The task: Extract, unchanged, each line of the listing below from its first line through the line that contains "if let Err(err)", inclusive, and nothing else.

Records for this exercise:
☆ ☆ ☆

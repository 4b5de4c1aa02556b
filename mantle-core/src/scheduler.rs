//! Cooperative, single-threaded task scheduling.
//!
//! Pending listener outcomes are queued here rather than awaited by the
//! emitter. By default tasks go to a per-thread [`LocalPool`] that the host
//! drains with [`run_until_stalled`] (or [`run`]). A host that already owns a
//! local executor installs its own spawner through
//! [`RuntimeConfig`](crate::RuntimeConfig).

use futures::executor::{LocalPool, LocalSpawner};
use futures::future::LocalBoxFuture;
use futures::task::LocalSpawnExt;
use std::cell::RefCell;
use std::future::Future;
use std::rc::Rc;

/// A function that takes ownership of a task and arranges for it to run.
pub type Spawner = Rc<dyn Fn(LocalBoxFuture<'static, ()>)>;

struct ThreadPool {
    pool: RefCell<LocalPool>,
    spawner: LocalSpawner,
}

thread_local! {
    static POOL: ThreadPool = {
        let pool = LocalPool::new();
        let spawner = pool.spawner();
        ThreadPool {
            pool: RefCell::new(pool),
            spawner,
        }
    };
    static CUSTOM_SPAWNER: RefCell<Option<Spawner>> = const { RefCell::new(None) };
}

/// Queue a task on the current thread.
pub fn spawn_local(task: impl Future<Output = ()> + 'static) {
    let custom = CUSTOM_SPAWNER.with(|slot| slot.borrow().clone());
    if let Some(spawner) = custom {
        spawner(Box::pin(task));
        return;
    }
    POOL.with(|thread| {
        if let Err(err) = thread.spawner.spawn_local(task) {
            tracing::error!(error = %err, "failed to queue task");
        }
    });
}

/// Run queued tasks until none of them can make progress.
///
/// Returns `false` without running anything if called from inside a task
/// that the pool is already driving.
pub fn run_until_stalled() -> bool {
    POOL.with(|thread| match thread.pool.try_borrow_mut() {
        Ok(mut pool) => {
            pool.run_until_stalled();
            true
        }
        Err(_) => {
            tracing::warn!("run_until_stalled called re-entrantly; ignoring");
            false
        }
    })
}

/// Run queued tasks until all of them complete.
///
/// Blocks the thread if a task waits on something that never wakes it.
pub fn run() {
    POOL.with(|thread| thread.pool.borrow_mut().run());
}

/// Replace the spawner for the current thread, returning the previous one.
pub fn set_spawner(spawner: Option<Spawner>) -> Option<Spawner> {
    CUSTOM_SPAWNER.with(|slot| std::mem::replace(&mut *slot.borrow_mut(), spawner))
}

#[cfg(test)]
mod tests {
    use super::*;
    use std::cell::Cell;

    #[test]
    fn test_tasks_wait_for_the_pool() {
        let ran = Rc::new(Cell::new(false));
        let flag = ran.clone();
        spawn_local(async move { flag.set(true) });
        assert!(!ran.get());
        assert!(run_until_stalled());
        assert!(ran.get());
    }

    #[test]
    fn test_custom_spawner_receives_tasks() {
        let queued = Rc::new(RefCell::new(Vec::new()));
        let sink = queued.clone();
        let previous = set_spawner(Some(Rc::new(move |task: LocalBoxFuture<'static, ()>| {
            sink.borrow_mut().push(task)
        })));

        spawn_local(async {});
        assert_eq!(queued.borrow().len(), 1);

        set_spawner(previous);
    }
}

☆ ☆ ☆

Expected answer:
repository 4b5de4c1aa02556b
filename mantle-core/src/scheduler.rs
//! Cooperative, single-threaded task scheduling.
//!
//! Pending listener outcomes are queued here rather than awaited by the
//! emitter. By default tasks go to a per-thread [`LocalPool`] that the host
//! drains with [`run_until_stalled`] (or [`run`]). A host that already owns a
//! local executor installs its own spawner through
//! [`RuntimeConfig`](crate::RuntimeConfig).

use futures::executor::{LocalPool, LocalSpawner};
use futures::future::LocalBoxFuture;
use futures::task::LocalSpawnExt;
use std::cell::RefCell;
use std::future::Future;
use std::rc::Rc;

/// A function that takes ownership of a task and arranges for it to run.
pub type Spawner = Rc<dyn Fn(LocalBoxFuture<'static, ()>)>;

struct ThreadPool {
    pool: RefCell<LocalPool>,
    spawner: LocalSpawner,
}

thread_local! {
    static POOL: ThreadPool = {
        let pool = LocalPool::new();
        let spawner = pool.spawner();
        ThreadPool {
            pool: RefCell::new(pool),
            spawner,
        }
    };
    static CUSTOM_SPAWNER: RefCell<Option<Spawner>> = const { RefCell::new(None) };
}

/// Queue a task on the current thread.
pub fn spawn_local(task: impl Future<Output = ()> + 'static) {
    let custom = CUSTOM_SPAWNER.with(|slot| slot.borrow().clone());
    if let Some(spawner) = custom {
        spawner(Box::pin(task));
        return;
    }
    POOL.with(|thread| {
        if let Err(err) = thread.spawner.spawn_local(task) {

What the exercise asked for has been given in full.